Fue en este momento que Li Jing salió de su trance.

—No, no es eso.

Me encanta, gracias.

Pff por supuesto que le gustaría.

¿A quién no, especialmente cuando antes usabas un Samsung?

—Bien, vámonos.

—Tan pronto como las palabras salieron de su boca, tomó su mano derecha y luego se dio la vuelta.

Li Jing tiró hacia atrás y se mantuvo firme en el suelo, negándose a moverse.

Al notar la parada abrupta, Ye Cheng volvió su mirada hacia ella, dándole una mirada interrogante.

—¿Adónde vamos esta vez?

—A otro lugar.

—Tiró de su mano nuevamente pero Li Jing se mantuvo firme.

Ye Cheng dejó escapar un suave suspiro mientras se volvía para mirarla.

—¿Qué pasa?

—Nada.

Es solo que…

¿Qué hay de la comida?

—Olvídala.

—¿Por qué?

¡Yo la hice!

—Nunca te pedí que lo hicieras.

¿Quién te permitió entrar a la cocina?

No es tu trabajo cocinar.

Eres mi invitada.

—Yo quería hacerlo.

Además estaba súper aburrida solo probándome ropa y sin hacer nada más.

No estoy acostumbrada a esto.

—Extendió sus manos hacia los lados un poco, indicando a qué se refería.

—Está bien.

Haré que te la envíen.

—¿Y la ropa?

Solo espera, déjame ir a buscarla —dijo Li Jing y se dio la vuelta, lista para dirigirse donde guardaban la ropa en la habitación de invitados.

—No te preocupes por eso.

Ven, démonos prisa.

Haré que envíen todo.

—Bien.

Sin esperar respuesta, Ye Cheng la llevó con él y dejó a su mayordomo y criadas ocupándose de otras cosas.

****
Cuando llegaron a su destino, Ye Cheng la condujo a una fina unidad no muy lejos de la parte concurrida de la ciudad.
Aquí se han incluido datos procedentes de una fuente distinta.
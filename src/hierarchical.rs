//! Hierarchical bitmap: a plain bitmap plus summary layers.
//!
//! Each bit of a summary layer says whether the word below it has any bit set,
//! so iteration and combination skip empty regions a whole word at a time.
//! The layers come from `hibitset`; this wrapper adds the cardinality and the
//! analytic size the harness reports.

use hibitset::{BitSet, BitSetAnd, BitSetLike, BitSetOr};

/// Exclusive upper bound on values a hierarchical bitmap can hold: four
/// layers of one machine word each.
pub const MAX_UNIVERSE: u32 = 1 << (4 * usize::BITS.trailing_zeros());

/// A `hibitset::BitSet` with a cached cardinality.
#[derive(Debug, Clone, Default)]
pub struct HierarchicalSet {
    bits: BitSet,
    len: u64,
}

impl HierarchicalSet {
    /// Build from values below [`MAX_UNIVERSE`].
    pub fn from_values(values: &[u32]) -> Self {
        let capacity = values.iter().copied().max().unwrap_or(0);
        let mut bits = BitSet::with_capacity(capacity);
        let mut len = 0;
        for &v in values {
            debug_assert!(v < MAX_UNIVERSE);
            if !bits.add(v) {
                len += 1;
            }
        }
        Self { bits, len }
    }

    fn collect(layers: impl BitSetLike) -> Self {
        let mut set = Self::default();
        for v in layers.iter() {
            set.bits.add(v);
            set.len += 1;
        }
        set
    }

    /// Number of elements. O(1).
    pub fn len(&self) -> u64 {
        self.len
    }

    /// Return true if the set has no elements.
    pub fn is_empty(&self) -> bool {
        self.len == 0
    }

    /// Check if value exists.
    pub fn contains(&self, value: u32) -> bool {
        value < MAX_UNIVERSE && self.bits.contains(value)
    }

    /// Remove `value`, returning true if it was present.
    pub fn remove(&mut self, value: u32) -> bool {
        if !self.contains(value) {
            return false;
        }
        self.bits.remove(value);
        self.len -= 1;
        true
    }

    /// Intersection, walking only words whose summary bits overlap.
    pub fn and(&self, other: &HierarchicalSet) -> HierarchicalSet {
        Self::collect(BitSetAnd(&self.bits, &other.bits))
    }

    /// Union.
    pub fn or(&self, other: &HierarchicalSet) -> HierarchicalSet {
        Self::collect(BitSetOr(&self.bits, &other.bits))
    }

    /// Iterate over values in ascending order.
    pub fn iter(&self) -> impl Iterator<Item = u32> + '_ {
        (&self.bits).iter()
    }

    /// Analytic size in bits: every layer word needed up to the largest value.
    pub fn size_bits(&self) -> u64 {
        let word = u64::from(usize::BITS);
        let shift = usize::BITS.trailing_zeros();
        let top = u64::from(self.iter().last().unwrap_or(0));
        let words = |level: u32| (top >> (shift * level)) + 1;
        word * (words(1) + words(2) + words(3) + 1)
    }
}

#[cfg(test)]
mod tests {
    use super::*;

    #[test]
    fn test_hierarchical_basic() {
        let values = vec![0, 63, 64, 4095, 4096, 262_144, 1_000_000];
        let set = HierarchicalSet::from_values(&values);
        assert_eq!(set.len(), 7);
        assert!(set.contains(4096));
        assert!(!set.contains(4097));
        assert!(!set.contains(u32::MAX));
        assert_eq!(set.iter().collect::<Vec<_>>(), values);
    }

    #[test]
    fn and_or_remove() {
        let a = HierarchicalSet::from_values(&[1, 5, 9, 70_000]);
        let mut b = HierarchicalSet::from_values(&[5, 6, 70_000, 900_000]);
        let and = a.and(&b);
        assert_eq!(and.iter().collect::<Vec<_>>(), vec![5, 70_000]);
        assert_eq!(and.len(), 2);
        let or = a.or(&b);
        assert_eq!(or.len(), 6);
        assert_eq!(
            or.iter().collect::<Vec<_>>(),
            vec![1, 5, 6, 9, 70_000, 900_000]
        );
        assert!(b.remove(6));
        assert!(!b.remove(6));
        assert!(!b.remove(u32::MAX));
        assert_eq!(b.len(), 3);
    }

    #[test]
    fn size_grows_with_largest_value() {
        let small = HierarchicalSet::from_values(&[3]);
        let large = HierarchicalSet::from_values(&[3, 1_000_000]);
        assert_eq!(small.size_bits(), 4 * u64::from(usize::BITS));
        assert!(large.size_bits() > small.size_bits());
        assert!(HierarchicalSet::default().is_empty());
    }
}
//! Report output: the informational header and one comparison table per
//! (distribution, variant) section.

use std::io::Write;

use comfy_table::{presets::UTF8_FULL, Cell, CellAlignment, Color, Table};

use crate::config::ExperimentConfig;
use crate::error::Result;
use crate::metrics::RepresentationSummary;
use crate::workload::Distribution;

/// One density row of a section.
#[derive(Debug, Clone, PartialEq)]
pub struct ReportRow {
    /// Workload density of the row.
    pub density: f64,
    /// Normalized numbers per representation, in registration order.
    pub summaries: Vec<RepresentationSummary>,
}

/// All rows measured for one distribution and variant.
#[derive(Debug, Clone, PartialEq)]
pub struct VariantReport {
    /// Value distribution of the section.
    pub distribution: Distribution,
    /// Variant name.
    pub variant: String,
    /// One row per density, ascending.
    pub rows: Vec<ReportRow>,
}

/// Write the `#`-prefixed environment and configuration header.
pub fn write_header(out: &mut impl Write, config: &ExperimentConfig, probed: bool) -> Result<()> {
    let processors = std::thread::available_parallelism().map_or(1, |n| n.get());
    writeln!(out, "########")?;
    writeln!(out, "# setbench {}", env!("CARGO_PKG_VERSION"))?;
    writeln!(
        out,
        "# {} {}",
        std::env::consts::OS,
        std::env::consts::ARCH
    )?;
    writeln!(out, "# processors: {processors}")?;
    writeln!(out, "# universe: {}", config.universe)?;
    writeln!(out, "# repetitions: {}", config.repetitions)?;
    writeln!(out, "# seed: {}", config.seed)?;
    writeln!(
        out,
        "# memory probe: {}",
        if probed { "enabled" } else { "unavailable" }
    )?;
    writeln!(out, "########")?;
    Ok(())
}

/// Write one section: a title line and its table.
pub fn write_section(out: &mut impl Write, report: &VariantReport, probed: bool) -> Result<()> {
    writeln!(out)?;
    writeln!(
        out,
        "### {} test, {}",
        report.distribution, report.variant
    )?;
    writeln!(out, "{}", render_table(&report.rows, probed))?;
    Ok(())
}

/// Write the trailing sink line of a pass.
pub fn write_sink(out: &mut impl Write, sink: u64) -> Result<()> {
    writeln!(out, "# ignore = {sink}")?;
    Ok(())
}

/// Write a `#`-prefixed progress marker.
pub fn write_marker(out: &mut impl Write, marker: &str) -> Result<()> {
    writeln!(out, "# {marker}")?;
    Ok(())
}

type Column = (&'static str, fn(&RepresentationSummary) -> String);

/// One statistic per entry; each spans every representation.
fn columns(probed: bool) -> Vec<Column> {
    let mut columns: Vec<Column> = Vec::with_capacity(6);
    columns.push(("intersect ns", |s: &RepresentationSummary| format_ns(s.intersect_ns)));
    columns.push(("build ns/int", |s: &RepresentationSummary| {
        format_ns(s.build_ns_per_element)
    }));
    columns.push(("delete ns", |s: &RepresentationSummary| format_ns(s.delete_ns)));
    columns.push(("bits/int", |s: &RepresentationSummary| format_bits(s.bits_per_int)));
    if probed {
        columns.push(("true bits/int", |s: &RepresentationSummary| {
            s.true_bits_per_int.map_or_else(|| "-".to_string(), format_bits)
        }));
    }
    columns.push(("union ns", |s: &RepresentationSummary| format_ns(s.union_ns)));
    columns
}

/// Column titles for the given representation names, grouped by statistic.
pub fn column_titles(names: &[&str], probed: bool) -> Vec<String> {
    let mut titles = vec!["density".to_string()];
    for (stat, _) in columns(probed) {
        titles.extend(names.iter().map(|name| format!("{name} {stat}")));
    }
    titles
}

/// Lay the rows out as a right-aligned table.
pub fn render_table(rows: &[ReportRow], probed: bool) -> Table {
    let names: Vec<&str> = rows
        .first()
        .map(|r| r.summaries.iter().map(|s| s.name).collect())
        .unwrap_or_default();

    let mut table = Table::new();
    table.load_preset(UTF8_FULL).set_header(
        column_titles(&names, probed)
            .into_iter()
            .map(|h| Cell::new(h).fg(Color::Cyan)),
    );

    let columns = columns(probed);
    for row in rows {
        let mut cells = vec![format_density(row.density)];
        for (_, cell) in &columns {
            cells.extend(row.summaries.iter().map(cell));
        }
        table.add_row(cells);
    }

    for column in table.column_iter_mut() {
        column.set_cell_alignment(CellAlignment::Right);
    }
    table
}

/// Nanoseconds in scientific notation.
pub fn format_ns(ns: f64) -> String {
    format!("{ns:.3e}")
}

/// Bits per integer with one decimal.
pub fn format_bits(bits: f64) -> String {
    format!("{bits:.1}")
}

fn format_density(d: f64) -> String {
    format!("{d:.0e}")
}

#[cfg(test)]
mod tests {
    use super::*;

    fn summary(name: &'static str) -> RepresentationSummary {
        RepresentationSummary {
            name,
            intersect_ns: 1234.5,
            build_ns_per_element: 12.0,
            delete_ns: 80.0,
            union_ns: 2000.0,
            bits_per_int: 3.26,
            true_bits_per_int: Some(4.0),
        }
    }

    #[test]
    fn titles_follow_registration_order() {
        let titles = column_titles(&["a", "b"], false);
        assert_eq!(titles.len(), 1 + 2 * 5);
        assert_eq!(titles[1], "a intersect ns");
        assert_eq!(titles[2], "b intersect ns");
        assert_eq!(titles[3], "a build ns/int");
        assert_eq!(titles[8], "b bits/int");
        assert_eq!(titles[10], "b union ns");
        assert_eq!(column_titles(&["a"], true)[5], "a true bits/int");
        let with_true = column_titles(&["a", "b"], true);
        assert_eq!(with_true[9], "a true bits/int");
        assert_eq!(with_true[11], "a union ns");
    }

    #[test]
    fn number_formats() {
        assert_eq!(format_ns(1234.4), "1.234e3");
        assert_eq!(format_bits(3.26), "3.3");
        assert_eq!(format_density(0.001), "1e-3");
        assert_eq!(format_density(1.0), "1e0");
    }

    #[test]
    fn table_contains_values() {
        let rows = vec![ReportRow {
            density: 0.01,
            summaries: vec![summary("bitset"), summary("roaring")],
        }];
        let rendered = render_table(&rows, true).to_string();
        assert!(rendered.contains("roaring union ns"));
        assert!(rendered.contains("2.000e3"));
        assert!(rendered.contains("4.0"));
        assert!(rendered.contains("1e-2"));
    }

    #[test]
    fn cells_are_grouped_by_statistic() {
        let mut first = summary("bitset");
        first.intersect_ns = 1000.0;
        let mut second = summary("roaring");
        second.intersect_ns = 5.0;
        let rows = vec![ReportRow {
            density: 0.01,
            summaries: vec![first, second],
        }];
        let table = render_table(&rows, false);
        let cells: Vec<String> = table
            .row_iter()
            .next()
            .unwrap()
            .cell_iter()
            .map(|c| c.content())
            .collect();
        assert_eq!(cells.len(), 11);
        assert_eq!(cells[1], "1.000e3");
        assert_eq!(cells[2], "5.000e0");
        assert_eq!(cells[3], "1.200e1");
        assert_eq!(cells[4], "1.200e1");
        assert_eq!(cells[10], "2.000e3");
    }

    #[test]
    fn header_and_sink_lines() {
        let mut out = Vec::new();
        write_header(&mut out, &ExperimentConfig::default(), false).unwrap();
        write_marker(&mut out, "running a dry run").unwrap();
        write_sink(&mut out, 17).unwrap();
        let text = String::from_utf8(out).unwrap();
        assert!(text.contains("# seed: 42"));
        assert!(text.contains("# memory probe: unavailable"));
        assert!(text.contains("\n# running a dry run\n"));
        assert!(text.ends_with("# ignore = 17\n"));
    }
}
—Aquí es donde te quedarás a partir de ahora.

Tendré algunos hombres siempre vigilando a cualquier persona sospechosa.

Estarás segura aquí.

—¿Y tú?

—preguntó Li Jing mientras caminaba más adentro de la casa, sus ojos absorbiendo todo lo que había allí.

—¿Te gusta?

—preguntó Ye Cheng cuando notó que sus ojos se movían de un lado a otro.